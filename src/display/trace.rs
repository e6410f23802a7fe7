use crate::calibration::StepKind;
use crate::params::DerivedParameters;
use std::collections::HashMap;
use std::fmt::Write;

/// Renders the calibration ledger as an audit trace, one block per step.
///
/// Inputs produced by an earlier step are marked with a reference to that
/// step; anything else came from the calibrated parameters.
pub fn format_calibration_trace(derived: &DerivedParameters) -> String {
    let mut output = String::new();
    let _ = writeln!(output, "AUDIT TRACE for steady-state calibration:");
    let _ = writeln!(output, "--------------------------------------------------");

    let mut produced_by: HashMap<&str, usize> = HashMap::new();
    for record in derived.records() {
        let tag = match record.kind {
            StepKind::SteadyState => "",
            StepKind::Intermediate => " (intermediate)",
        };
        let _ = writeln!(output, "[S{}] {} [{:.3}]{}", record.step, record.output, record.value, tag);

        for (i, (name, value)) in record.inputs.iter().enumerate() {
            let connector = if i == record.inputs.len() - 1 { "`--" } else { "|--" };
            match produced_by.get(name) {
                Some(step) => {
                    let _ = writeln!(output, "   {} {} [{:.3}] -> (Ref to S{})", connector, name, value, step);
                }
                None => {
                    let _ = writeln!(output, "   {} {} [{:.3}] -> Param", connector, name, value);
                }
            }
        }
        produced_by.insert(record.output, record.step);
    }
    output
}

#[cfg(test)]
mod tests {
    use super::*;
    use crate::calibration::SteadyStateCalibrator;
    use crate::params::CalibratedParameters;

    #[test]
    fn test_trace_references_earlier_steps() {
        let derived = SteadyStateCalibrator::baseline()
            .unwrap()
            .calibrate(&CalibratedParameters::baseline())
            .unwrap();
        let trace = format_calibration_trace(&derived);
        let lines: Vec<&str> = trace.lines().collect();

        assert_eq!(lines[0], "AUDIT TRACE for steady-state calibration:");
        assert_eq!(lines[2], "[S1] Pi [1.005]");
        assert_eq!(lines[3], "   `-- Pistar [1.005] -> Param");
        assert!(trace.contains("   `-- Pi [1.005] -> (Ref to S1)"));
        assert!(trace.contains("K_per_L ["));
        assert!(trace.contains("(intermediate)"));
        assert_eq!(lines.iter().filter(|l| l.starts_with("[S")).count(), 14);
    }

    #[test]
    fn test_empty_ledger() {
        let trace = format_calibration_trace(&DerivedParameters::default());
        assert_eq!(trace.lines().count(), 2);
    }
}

^^^^

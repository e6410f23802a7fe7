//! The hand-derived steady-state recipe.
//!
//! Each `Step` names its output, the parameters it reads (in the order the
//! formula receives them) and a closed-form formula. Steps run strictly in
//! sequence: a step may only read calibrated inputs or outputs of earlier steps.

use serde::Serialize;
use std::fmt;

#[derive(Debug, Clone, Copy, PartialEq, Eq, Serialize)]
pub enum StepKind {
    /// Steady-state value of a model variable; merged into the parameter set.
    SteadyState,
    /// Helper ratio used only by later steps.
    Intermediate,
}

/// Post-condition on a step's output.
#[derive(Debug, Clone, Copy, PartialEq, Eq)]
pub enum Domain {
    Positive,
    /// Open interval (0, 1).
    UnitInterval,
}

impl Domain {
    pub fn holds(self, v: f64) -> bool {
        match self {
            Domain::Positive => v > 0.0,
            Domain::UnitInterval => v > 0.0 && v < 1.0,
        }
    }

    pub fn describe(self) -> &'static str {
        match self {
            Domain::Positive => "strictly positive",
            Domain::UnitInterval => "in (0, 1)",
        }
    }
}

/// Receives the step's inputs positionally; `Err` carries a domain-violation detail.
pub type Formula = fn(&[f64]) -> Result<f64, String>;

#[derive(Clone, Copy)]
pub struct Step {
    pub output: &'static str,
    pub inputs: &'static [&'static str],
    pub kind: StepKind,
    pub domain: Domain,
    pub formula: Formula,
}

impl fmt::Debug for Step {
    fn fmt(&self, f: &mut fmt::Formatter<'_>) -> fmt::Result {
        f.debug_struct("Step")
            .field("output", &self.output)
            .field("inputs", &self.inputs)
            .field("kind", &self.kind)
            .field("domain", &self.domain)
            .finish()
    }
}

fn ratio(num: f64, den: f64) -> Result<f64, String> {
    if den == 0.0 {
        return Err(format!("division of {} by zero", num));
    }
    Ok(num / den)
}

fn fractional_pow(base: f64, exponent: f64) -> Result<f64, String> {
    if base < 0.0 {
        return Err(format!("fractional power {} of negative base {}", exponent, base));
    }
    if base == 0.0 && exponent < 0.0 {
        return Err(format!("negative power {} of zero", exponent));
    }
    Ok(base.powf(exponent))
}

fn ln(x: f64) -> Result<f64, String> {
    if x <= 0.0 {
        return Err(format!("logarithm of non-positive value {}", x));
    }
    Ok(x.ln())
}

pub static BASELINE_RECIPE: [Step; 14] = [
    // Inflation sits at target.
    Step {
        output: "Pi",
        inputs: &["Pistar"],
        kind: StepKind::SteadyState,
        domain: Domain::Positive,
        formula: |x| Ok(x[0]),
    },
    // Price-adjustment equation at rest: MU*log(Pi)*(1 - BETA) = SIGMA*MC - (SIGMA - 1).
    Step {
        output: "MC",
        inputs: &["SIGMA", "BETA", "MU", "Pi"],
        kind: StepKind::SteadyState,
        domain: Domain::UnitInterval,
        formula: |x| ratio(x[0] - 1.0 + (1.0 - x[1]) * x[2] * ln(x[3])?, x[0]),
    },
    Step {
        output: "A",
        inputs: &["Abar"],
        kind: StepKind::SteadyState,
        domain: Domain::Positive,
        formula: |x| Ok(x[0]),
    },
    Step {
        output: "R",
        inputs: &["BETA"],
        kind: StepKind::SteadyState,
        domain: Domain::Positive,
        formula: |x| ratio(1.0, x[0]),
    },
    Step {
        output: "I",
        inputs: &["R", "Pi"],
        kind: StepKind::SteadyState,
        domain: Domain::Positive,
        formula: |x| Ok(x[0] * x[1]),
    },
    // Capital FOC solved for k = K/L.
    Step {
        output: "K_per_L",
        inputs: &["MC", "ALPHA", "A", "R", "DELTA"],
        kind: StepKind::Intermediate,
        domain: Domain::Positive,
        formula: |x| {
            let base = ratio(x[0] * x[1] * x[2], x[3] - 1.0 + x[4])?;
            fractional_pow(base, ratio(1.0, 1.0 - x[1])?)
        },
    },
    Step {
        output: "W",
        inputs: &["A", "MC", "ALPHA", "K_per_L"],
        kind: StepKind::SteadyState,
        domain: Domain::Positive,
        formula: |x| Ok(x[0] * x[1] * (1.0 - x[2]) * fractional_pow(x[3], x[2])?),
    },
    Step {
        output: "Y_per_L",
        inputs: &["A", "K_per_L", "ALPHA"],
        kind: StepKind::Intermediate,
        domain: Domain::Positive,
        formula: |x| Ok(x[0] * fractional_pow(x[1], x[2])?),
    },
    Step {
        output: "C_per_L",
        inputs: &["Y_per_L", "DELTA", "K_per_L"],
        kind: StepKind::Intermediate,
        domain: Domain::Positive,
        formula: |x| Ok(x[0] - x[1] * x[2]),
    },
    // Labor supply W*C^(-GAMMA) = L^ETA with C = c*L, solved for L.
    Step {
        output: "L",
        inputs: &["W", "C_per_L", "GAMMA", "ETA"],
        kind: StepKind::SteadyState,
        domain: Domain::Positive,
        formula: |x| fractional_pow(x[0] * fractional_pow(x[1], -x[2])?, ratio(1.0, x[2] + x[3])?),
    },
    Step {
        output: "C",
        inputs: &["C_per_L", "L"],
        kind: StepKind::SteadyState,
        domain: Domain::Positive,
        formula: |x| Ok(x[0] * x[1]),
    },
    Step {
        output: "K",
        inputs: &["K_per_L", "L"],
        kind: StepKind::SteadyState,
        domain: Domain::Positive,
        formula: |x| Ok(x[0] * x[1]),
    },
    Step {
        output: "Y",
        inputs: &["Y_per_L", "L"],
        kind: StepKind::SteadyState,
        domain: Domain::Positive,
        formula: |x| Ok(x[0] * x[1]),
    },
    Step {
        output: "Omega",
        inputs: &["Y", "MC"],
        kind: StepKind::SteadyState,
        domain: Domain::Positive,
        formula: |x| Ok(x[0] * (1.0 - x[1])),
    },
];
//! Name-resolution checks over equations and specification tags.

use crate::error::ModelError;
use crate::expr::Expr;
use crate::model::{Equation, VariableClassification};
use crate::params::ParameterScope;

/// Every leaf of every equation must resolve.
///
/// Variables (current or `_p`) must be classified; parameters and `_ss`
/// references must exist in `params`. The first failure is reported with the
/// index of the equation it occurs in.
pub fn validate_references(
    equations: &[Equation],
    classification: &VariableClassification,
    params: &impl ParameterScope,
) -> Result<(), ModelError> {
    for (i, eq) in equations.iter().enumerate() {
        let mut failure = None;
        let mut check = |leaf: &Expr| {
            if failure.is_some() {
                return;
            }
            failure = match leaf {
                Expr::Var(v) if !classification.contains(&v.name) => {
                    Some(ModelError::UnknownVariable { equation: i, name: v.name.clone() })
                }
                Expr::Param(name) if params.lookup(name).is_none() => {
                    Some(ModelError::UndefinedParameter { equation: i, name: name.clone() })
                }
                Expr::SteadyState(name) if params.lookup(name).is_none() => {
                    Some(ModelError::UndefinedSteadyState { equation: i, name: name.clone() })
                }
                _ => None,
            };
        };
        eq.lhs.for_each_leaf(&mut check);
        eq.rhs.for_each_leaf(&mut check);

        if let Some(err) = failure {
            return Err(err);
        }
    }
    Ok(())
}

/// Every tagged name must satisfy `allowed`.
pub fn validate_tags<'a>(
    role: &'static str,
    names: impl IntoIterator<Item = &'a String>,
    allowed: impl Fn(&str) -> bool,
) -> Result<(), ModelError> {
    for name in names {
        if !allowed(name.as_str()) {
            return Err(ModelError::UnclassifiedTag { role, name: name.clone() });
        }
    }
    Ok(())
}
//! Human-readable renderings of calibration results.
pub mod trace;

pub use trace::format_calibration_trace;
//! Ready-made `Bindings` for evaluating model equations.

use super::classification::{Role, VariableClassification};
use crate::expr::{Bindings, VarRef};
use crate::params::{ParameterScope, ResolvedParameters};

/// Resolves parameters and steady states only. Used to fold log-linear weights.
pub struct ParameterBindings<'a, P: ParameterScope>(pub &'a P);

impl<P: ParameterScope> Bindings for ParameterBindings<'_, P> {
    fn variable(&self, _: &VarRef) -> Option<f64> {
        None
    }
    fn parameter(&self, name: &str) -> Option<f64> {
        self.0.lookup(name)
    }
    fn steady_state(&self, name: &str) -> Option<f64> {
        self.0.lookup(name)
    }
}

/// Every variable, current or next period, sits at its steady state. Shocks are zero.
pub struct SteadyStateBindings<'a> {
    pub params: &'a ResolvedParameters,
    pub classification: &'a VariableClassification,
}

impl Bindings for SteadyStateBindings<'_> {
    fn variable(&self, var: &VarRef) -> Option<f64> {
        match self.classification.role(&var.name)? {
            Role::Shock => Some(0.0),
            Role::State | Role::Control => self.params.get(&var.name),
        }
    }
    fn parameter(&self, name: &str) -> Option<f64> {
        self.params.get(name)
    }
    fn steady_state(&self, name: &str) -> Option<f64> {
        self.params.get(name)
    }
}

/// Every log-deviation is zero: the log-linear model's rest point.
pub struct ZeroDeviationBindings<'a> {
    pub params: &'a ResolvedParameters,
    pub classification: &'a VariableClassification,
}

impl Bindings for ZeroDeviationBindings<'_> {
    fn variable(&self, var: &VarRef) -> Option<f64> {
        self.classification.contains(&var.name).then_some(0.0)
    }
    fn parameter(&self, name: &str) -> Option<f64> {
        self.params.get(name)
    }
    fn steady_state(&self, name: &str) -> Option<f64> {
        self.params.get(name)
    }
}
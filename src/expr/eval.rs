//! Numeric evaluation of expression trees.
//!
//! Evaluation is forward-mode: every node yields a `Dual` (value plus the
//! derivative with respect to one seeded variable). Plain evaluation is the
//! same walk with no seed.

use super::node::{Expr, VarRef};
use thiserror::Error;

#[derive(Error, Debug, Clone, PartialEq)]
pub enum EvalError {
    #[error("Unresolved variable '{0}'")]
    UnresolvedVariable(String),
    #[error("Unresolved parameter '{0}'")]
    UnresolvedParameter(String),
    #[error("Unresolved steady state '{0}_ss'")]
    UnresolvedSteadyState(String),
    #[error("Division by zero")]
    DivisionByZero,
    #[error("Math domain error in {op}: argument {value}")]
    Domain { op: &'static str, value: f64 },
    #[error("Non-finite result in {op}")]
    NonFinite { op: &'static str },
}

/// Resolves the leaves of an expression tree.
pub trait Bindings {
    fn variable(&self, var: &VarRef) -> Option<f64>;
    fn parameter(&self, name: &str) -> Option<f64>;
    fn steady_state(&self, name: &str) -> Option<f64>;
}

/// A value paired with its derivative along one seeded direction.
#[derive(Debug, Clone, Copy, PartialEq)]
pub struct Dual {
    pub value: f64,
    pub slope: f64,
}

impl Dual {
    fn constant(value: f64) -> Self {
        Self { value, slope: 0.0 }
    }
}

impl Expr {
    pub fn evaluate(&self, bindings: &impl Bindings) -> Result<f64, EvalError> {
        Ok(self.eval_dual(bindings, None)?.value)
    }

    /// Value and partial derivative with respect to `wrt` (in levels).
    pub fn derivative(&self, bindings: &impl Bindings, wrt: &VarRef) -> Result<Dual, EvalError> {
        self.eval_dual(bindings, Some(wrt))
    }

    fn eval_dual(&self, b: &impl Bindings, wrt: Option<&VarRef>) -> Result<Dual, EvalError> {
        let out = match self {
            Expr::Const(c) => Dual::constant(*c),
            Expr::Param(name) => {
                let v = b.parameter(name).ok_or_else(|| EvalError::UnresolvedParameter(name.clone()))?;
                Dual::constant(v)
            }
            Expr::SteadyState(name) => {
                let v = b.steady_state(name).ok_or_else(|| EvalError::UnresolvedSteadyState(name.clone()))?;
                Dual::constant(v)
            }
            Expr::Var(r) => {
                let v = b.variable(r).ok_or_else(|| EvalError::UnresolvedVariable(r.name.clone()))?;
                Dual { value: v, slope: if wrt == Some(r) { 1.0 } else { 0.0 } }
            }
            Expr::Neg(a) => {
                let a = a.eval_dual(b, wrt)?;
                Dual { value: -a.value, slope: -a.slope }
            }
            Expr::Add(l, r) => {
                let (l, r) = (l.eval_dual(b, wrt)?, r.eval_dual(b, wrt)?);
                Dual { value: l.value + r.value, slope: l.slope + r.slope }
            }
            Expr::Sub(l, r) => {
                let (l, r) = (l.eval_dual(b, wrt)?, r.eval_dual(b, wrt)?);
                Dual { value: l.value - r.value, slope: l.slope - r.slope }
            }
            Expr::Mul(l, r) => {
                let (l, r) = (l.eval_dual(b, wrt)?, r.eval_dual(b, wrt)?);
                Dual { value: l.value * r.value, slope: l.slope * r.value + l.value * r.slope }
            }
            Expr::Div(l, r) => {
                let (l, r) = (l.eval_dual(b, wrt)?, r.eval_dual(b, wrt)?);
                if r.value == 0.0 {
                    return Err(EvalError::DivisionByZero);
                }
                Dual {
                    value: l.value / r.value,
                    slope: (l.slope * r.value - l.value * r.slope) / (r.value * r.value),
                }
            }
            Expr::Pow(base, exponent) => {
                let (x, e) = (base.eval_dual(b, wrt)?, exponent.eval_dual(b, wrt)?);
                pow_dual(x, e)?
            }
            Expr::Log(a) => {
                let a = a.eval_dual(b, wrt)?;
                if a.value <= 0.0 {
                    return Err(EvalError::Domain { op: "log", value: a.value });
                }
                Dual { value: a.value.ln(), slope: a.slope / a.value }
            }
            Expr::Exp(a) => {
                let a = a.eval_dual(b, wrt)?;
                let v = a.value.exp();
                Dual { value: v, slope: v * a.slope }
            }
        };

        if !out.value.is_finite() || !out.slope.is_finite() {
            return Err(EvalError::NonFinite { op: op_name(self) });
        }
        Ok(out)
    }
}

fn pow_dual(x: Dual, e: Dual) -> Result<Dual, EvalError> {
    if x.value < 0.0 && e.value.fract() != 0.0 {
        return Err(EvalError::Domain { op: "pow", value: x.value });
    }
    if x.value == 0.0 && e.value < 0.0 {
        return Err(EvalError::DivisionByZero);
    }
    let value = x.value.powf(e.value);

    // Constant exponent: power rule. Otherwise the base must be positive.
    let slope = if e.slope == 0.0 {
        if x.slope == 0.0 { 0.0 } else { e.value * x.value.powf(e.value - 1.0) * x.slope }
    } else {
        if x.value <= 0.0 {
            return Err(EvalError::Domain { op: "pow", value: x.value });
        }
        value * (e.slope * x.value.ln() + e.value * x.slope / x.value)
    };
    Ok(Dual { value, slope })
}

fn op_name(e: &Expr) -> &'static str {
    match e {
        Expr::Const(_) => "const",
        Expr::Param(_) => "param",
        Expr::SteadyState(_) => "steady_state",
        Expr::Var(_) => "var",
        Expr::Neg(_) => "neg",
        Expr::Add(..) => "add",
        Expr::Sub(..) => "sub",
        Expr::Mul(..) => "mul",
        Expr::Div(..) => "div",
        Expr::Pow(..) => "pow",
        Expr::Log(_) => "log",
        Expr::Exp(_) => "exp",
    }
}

^^^^

* **TO DO**:
Show each line from the listing above that includes the word "Copy".

* **OUTPUT OF THE TASK**:
#[derive(Debug, Clone, Copy, PartialEq, Eq, Serialize)]
#[derive(Debug, Clone, Copy, PartialEq, Eq)]
#[derive(Clone, Copy)]
#[derive(Debug, Clone, Copy, PartialEq)]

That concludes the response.